[Stored items from a collection]
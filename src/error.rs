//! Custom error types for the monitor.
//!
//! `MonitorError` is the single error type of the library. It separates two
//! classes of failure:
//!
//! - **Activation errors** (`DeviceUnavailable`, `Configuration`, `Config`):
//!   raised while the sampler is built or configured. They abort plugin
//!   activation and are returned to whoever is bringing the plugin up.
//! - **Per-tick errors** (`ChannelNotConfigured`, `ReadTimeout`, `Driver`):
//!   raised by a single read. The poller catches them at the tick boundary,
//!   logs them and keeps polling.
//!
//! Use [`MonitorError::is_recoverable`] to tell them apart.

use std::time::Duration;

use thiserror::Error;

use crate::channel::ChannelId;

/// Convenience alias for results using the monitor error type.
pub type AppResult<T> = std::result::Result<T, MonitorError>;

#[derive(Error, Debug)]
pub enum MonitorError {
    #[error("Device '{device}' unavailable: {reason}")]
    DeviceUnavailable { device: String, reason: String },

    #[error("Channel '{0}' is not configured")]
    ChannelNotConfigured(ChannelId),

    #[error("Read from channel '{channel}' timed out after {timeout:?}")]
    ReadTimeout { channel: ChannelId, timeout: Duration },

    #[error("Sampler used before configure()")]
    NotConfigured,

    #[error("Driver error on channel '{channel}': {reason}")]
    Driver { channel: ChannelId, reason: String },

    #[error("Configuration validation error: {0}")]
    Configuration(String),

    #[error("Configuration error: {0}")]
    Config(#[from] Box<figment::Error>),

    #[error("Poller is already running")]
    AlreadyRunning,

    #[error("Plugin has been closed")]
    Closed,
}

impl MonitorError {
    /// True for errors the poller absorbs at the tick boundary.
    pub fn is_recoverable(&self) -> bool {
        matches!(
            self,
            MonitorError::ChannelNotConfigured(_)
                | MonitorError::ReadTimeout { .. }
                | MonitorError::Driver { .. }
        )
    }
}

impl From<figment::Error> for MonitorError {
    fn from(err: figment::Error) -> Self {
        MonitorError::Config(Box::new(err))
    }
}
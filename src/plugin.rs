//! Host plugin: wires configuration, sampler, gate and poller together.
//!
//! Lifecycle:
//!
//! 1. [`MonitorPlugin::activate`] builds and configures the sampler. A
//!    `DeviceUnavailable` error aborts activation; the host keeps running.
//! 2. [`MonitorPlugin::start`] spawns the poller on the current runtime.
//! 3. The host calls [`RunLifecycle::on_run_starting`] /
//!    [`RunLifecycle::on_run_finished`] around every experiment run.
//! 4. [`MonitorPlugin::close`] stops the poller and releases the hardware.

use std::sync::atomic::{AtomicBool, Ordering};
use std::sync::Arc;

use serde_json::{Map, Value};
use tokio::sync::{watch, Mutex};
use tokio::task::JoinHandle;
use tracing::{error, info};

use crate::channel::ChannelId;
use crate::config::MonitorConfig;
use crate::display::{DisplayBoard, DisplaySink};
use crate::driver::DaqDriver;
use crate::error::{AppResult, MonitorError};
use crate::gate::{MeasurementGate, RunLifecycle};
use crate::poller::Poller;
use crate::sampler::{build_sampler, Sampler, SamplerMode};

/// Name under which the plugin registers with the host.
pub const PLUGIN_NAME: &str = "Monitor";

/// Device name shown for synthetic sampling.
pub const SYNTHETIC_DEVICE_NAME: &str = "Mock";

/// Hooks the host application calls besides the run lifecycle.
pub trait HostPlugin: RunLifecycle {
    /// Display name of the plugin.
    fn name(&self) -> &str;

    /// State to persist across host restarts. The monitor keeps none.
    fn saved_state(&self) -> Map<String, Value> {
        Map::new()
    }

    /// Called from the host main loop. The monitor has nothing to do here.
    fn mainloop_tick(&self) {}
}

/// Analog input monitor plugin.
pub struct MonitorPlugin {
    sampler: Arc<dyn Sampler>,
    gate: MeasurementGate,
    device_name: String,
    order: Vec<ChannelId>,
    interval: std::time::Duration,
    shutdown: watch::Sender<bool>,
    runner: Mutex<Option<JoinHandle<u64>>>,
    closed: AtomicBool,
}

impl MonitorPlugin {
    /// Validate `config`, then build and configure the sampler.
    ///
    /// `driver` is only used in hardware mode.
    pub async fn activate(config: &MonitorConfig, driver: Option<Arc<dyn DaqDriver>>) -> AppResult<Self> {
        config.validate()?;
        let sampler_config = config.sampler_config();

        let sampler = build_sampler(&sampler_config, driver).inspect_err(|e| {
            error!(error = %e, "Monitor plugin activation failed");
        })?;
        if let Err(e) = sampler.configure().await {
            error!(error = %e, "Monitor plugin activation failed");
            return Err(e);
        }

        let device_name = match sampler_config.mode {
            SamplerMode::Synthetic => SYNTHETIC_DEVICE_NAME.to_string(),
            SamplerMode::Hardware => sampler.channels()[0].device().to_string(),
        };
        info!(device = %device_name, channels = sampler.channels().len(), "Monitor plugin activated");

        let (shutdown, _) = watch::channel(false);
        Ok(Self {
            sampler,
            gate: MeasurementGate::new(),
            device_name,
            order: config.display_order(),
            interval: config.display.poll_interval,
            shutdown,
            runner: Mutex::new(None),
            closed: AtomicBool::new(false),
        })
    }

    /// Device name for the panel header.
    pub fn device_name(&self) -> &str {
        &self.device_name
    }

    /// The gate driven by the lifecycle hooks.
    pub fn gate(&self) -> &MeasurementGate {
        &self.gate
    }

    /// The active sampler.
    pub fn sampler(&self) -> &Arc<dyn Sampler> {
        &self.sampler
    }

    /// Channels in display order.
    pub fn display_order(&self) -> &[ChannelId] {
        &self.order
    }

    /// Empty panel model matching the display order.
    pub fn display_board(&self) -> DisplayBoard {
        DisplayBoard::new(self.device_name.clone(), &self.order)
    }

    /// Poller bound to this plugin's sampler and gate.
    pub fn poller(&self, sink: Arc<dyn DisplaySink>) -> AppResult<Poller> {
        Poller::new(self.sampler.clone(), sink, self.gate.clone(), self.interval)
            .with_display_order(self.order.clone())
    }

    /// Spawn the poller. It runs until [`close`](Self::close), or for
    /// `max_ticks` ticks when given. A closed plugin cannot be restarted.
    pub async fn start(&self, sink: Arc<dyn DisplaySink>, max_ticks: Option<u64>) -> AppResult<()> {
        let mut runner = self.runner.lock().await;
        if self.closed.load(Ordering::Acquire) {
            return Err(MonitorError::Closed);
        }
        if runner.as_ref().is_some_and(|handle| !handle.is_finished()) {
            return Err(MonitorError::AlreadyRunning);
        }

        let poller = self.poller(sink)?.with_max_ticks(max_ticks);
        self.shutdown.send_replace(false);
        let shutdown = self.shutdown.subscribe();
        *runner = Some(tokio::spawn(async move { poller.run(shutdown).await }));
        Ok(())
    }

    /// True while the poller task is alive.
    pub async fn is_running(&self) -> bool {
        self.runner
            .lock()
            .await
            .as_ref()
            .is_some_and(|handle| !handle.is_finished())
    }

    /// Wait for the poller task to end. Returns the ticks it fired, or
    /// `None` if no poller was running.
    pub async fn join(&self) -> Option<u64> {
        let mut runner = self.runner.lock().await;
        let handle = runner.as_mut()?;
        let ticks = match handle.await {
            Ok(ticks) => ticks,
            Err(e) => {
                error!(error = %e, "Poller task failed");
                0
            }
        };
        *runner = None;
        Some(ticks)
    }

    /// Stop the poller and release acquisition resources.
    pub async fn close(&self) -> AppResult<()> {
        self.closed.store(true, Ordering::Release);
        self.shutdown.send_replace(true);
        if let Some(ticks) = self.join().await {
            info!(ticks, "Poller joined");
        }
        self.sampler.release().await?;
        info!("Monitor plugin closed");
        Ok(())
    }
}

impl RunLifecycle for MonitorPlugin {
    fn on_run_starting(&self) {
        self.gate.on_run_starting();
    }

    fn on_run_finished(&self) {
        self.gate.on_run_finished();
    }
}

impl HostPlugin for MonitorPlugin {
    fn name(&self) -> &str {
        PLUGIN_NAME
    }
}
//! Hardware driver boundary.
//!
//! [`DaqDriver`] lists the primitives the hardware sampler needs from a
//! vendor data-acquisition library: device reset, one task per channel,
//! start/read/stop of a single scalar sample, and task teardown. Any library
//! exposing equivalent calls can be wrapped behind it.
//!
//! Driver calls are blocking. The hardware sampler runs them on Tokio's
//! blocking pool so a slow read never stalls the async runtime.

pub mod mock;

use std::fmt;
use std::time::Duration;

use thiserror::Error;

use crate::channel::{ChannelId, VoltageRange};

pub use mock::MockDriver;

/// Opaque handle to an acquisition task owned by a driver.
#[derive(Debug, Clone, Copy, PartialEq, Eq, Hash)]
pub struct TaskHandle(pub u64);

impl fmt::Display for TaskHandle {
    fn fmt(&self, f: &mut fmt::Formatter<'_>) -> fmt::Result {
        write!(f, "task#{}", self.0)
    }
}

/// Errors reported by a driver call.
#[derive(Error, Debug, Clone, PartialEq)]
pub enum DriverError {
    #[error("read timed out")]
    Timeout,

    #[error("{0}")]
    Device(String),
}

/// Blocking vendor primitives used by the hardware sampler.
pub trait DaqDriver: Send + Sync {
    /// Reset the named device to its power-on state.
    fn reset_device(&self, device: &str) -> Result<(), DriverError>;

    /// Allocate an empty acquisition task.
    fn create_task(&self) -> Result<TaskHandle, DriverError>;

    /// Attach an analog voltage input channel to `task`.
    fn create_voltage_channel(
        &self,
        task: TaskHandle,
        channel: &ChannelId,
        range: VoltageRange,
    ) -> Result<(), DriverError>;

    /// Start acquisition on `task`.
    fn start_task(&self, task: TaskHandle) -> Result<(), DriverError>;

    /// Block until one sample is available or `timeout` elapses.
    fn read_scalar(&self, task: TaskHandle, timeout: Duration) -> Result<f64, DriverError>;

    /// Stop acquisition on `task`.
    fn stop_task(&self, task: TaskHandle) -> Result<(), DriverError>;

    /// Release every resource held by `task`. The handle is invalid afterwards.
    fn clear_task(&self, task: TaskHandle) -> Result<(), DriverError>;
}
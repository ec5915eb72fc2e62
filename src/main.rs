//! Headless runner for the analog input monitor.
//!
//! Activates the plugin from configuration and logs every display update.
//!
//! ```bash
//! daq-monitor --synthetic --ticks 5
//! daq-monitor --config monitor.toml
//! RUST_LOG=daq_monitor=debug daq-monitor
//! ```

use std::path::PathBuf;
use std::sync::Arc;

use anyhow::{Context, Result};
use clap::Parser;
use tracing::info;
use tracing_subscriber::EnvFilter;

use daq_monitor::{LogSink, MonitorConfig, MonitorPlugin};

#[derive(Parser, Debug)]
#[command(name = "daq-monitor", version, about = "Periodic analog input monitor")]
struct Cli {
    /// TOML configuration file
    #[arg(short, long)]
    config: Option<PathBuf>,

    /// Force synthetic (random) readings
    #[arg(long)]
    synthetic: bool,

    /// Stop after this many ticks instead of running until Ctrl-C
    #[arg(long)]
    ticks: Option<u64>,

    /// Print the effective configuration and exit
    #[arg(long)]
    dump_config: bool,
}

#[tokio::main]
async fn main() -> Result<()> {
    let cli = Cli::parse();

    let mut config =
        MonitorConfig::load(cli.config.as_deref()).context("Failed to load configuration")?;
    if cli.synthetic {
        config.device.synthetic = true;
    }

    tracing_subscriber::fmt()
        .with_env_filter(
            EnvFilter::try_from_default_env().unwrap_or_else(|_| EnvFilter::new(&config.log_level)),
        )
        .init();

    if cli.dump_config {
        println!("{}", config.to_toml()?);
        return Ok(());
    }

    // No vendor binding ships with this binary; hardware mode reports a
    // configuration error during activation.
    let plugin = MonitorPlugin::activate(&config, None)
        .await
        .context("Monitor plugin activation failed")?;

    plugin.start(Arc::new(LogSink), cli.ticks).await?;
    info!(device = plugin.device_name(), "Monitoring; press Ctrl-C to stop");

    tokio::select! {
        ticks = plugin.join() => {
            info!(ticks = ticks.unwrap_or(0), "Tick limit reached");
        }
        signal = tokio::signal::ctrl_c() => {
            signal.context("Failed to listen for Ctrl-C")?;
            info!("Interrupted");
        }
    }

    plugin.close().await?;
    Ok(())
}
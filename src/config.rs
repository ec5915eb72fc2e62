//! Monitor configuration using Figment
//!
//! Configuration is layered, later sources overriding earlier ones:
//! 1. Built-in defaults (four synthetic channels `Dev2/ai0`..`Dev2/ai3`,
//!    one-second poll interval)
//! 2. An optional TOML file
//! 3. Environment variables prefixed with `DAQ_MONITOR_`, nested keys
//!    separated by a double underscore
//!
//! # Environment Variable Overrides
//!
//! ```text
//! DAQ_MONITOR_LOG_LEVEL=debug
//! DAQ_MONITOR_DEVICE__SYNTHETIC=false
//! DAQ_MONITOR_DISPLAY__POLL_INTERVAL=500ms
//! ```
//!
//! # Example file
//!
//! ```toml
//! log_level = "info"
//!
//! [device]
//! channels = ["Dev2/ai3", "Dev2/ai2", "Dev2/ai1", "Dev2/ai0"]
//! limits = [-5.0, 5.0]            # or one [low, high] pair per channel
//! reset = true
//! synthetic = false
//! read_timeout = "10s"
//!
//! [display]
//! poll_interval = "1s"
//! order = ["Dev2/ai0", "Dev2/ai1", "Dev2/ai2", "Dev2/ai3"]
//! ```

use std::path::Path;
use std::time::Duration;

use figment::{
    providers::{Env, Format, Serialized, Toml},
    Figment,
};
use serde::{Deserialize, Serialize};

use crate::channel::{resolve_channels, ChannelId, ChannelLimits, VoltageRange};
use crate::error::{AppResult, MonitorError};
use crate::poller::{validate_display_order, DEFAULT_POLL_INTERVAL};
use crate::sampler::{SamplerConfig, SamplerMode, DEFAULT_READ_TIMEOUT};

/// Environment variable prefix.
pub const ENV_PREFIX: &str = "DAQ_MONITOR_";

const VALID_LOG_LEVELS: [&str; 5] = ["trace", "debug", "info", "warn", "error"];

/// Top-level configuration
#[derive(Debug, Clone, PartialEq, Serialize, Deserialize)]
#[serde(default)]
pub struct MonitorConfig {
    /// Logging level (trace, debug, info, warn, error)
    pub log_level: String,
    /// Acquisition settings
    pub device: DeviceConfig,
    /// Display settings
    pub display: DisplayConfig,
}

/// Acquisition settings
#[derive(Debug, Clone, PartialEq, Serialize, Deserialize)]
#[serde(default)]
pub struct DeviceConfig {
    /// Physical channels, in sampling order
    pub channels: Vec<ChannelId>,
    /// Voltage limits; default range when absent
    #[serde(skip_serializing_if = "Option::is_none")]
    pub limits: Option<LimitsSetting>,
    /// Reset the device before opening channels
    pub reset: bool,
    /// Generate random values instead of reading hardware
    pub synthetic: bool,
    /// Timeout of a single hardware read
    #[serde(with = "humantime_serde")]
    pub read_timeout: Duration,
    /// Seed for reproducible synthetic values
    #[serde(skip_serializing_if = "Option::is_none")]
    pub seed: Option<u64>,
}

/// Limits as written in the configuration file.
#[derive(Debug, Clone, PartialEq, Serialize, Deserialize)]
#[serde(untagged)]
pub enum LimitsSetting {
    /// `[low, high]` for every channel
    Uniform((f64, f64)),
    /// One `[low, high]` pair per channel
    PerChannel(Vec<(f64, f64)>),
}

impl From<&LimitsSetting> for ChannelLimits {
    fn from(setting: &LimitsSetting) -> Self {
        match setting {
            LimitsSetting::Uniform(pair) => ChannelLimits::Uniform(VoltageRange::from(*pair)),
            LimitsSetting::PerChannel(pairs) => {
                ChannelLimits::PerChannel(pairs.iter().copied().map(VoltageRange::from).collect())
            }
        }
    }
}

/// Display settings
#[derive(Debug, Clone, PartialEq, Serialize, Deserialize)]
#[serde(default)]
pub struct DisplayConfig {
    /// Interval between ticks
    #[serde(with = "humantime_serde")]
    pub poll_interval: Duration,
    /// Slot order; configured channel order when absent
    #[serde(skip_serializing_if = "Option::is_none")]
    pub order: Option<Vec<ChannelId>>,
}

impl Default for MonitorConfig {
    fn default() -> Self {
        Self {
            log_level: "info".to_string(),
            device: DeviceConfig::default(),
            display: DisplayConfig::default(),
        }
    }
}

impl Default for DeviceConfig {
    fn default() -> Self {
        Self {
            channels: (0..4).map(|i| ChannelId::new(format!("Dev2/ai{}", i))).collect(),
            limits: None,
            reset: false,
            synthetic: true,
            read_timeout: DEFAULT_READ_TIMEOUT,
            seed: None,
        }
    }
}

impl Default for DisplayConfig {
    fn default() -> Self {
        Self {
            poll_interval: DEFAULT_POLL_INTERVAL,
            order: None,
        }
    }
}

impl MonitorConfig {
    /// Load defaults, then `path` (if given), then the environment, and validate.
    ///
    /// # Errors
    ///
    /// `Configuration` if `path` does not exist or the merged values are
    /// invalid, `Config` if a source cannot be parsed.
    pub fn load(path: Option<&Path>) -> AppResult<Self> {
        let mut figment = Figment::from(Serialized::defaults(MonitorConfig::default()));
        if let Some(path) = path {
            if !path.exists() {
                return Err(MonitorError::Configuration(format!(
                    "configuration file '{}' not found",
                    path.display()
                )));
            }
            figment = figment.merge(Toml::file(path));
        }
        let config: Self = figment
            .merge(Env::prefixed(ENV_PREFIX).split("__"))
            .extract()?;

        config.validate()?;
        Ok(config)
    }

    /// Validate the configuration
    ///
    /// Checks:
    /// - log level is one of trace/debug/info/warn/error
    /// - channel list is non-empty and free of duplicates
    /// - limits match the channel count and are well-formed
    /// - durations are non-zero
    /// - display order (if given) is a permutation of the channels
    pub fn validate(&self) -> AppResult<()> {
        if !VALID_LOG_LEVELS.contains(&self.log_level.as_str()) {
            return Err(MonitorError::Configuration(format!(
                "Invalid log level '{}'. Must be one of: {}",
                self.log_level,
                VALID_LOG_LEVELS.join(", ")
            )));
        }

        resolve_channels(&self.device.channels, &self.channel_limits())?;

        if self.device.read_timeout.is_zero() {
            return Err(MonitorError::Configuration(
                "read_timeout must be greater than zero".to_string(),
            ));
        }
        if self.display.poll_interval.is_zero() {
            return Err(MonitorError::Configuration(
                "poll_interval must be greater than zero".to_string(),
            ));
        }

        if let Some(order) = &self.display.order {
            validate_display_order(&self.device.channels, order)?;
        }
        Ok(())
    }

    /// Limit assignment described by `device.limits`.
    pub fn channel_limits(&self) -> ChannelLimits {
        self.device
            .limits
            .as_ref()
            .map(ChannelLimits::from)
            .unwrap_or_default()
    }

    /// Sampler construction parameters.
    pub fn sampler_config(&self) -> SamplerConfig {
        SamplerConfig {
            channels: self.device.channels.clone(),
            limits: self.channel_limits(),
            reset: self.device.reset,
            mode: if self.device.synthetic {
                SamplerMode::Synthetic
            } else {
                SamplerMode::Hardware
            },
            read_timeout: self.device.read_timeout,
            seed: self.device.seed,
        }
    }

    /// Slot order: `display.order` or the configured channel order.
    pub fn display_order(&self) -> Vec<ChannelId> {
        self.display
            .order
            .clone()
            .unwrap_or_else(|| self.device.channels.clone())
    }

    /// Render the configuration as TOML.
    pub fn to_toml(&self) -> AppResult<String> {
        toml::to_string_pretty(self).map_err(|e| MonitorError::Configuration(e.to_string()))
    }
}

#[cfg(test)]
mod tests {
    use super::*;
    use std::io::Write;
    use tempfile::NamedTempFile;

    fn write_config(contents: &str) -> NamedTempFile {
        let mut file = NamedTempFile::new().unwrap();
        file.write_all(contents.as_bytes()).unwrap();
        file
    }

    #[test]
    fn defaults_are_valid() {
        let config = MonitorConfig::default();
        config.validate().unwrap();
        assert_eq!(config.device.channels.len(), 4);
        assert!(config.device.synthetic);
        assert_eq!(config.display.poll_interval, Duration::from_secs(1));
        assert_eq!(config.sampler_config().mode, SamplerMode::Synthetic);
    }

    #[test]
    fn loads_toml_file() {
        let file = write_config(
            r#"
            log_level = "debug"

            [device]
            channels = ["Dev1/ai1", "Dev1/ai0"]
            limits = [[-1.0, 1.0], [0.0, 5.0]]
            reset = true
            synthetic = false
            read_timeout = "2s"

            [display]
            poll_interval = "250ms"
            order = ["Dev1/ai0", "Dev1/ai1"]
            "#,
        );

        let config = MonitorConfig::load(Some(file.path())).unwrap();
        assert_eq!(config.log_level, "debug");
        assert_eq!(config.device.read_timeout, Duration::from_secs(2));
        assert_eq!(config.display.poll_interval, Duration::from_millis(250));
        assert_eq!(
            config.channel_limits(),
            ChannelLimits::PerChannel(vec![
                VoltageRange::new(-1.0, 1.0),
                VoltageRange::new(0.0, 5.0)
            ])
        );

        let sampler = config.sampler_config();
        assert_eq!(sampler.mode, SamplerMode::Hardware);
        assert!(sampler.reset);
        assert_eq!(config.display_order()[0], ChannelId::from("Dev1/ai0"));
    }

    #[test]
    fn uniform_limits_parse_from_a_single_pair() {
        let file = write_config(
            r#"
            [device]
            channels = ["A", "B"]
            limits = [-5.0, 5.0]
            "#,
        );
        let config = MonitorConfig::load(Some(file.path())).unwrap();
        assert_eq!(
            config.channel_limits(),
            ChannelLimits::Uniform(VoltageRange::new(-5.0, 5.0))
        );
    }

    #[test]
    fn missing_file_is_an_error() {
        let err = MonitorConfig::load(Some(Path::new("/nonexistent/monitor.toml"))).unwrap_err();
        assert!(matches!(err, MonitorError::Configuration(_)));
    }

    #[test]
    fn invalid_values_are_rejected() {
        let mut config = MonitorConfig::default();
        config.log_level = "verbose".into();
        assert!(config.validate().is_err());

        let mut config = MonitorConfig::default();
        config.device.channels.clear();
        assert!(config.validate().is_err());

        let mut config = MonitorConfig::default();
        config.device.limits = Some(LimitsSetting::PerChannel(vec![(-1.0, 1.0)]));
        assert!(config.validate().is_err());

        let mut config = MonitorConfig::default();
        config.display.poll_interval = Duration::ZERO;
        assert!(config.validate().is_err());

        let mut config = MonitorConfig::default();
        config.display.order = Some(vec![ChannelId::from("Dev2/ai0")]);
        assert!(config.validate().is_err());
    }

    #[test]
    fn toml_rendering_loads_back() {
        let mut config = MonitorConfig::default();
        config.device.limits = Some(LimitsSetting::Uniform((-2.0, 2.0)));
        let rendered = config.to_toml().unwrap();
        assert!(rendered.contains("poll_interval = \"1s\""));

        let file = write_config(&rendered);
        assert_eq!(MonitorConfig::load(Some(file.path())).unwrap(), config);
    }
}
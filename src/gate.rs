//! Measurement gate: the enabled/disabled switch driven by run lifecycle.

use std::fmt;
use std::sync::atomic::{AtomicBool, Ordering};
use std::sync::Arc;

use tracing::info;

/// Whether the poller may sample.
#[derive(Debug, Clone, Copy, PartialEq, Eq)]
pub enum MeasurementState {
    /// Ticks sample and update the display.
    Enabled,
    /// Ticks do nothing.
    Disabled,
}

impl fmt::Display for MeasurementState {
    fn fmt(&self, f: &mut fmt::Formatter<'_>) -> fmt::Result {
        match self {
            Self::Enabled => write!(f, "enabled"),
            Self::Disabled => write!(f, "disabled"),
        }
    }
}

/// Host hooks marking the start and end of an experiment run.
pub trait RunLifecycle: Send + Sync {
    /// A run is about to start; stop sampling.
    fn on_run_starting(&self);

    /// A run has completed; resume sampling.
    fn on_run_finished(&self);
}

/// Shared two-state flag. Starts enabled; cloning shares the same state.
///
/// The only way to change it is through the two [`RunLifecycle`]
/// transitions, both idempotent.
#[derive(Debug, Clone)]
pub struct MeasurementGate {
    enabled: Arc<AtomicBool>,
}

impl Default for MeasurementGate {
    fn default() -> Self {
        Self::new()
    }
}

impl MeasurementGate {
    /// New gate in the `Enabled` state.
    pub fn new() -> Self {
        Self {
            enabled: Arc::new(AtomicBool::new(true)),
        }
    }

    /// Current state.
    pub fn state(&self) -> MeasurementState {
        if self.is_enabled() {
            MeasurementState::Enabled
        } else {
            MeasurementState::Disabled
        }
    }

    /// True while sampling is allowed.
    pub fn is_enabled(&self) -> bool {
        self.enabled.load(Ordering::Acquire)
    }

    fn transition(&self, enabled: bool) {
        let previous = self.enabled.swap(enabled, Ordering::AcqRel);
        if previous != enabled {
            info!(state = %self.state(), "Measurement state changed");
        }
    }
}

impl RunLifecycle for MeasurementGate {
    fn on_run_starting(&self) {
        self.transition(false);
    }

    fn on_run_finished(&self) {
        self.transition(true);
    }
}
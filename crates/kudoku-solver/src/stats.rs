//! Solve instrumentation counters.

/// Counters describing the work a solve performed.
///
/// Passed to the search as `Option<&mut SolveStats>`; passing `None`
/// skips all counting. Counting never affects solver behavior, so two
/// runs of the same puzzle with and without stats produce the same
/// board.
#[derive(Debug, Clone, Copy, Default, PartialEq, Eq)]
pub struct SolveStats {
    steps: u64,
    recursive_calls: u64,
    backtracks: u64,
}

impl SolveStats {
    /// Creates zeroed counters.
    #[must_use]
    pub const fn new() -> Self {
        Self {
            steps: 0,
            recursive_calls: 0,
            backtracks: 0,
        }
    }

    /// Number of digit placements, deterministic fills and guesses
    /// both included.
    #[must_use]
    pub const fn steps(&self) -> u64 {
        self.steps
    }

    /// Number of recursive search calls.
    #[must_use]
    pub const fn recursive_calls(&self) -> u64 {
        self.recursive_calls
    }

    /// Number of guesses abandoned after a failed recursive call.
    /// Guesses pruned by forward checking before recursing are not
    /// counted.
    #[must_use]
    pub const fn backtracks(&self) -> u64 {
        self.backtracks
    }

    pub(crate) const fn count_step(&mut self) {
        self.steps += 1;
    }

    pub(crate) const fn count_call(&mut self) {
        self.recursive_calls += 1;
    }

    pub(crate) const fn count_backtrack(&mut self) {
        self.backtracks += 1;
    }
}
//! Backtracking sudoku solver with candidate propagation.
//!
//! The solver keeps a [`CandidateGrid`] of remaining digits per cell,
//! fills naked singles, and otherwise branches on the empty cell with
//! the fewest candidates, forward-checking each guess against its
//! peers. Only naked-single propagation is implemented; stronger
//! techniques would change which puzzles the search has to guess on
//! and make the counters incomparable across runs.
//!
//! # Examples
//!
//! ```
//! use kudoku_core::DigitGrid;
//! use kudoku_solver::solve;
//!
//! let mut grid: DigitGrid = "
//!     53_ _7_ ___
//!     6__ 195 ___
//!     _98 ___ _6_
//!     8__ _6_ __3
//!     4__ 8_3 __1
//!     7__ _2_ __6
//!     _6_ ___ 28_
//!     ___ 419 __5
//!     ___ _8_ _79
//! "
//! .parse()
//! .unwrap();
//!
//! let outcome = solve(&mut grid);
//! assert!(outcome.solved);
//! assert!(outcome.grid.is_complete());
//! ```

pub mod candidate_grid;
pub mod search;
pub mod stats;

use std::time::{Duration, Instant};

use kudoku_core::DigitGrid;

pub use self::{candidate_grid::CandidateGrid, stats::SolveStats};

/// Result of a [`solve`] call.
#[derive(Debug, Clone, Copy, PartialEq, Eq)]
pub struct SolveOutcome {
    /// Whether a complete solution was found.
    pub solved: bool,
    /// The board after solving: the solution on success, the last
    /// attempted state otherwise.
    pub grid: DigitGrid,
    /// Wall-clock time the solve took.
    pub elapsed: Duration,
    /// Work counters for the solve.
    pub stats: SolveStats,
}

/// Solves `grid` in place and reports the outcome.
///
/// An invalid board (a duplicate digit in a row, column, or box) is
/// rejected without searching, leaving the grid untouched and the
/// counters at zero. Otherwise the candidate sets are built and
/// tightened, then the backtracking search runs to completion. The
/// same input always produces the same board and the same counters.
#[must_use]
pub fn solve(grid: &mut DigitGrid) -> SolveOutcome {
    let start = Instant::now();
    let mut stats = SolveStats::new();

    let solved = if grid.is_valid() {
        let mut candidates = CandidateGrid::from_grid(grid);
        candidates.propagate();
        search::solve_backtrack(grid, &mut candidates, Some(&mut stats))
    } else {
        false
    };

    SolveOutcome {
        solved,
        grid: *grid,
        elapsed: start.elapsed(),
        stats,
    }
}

WHAT YOU NEED TO DO = Every line above that holds the string "SamplerConfig" should be returned.

ANSWER TO THE PROBLEM =
use crate::sampler::{SamplerConfig, SamplerMode, DEFAULT_READ_TIMEOUT};
    pub fn sampler_config(&self) -> SamplerConfig {
        SamplerConfig {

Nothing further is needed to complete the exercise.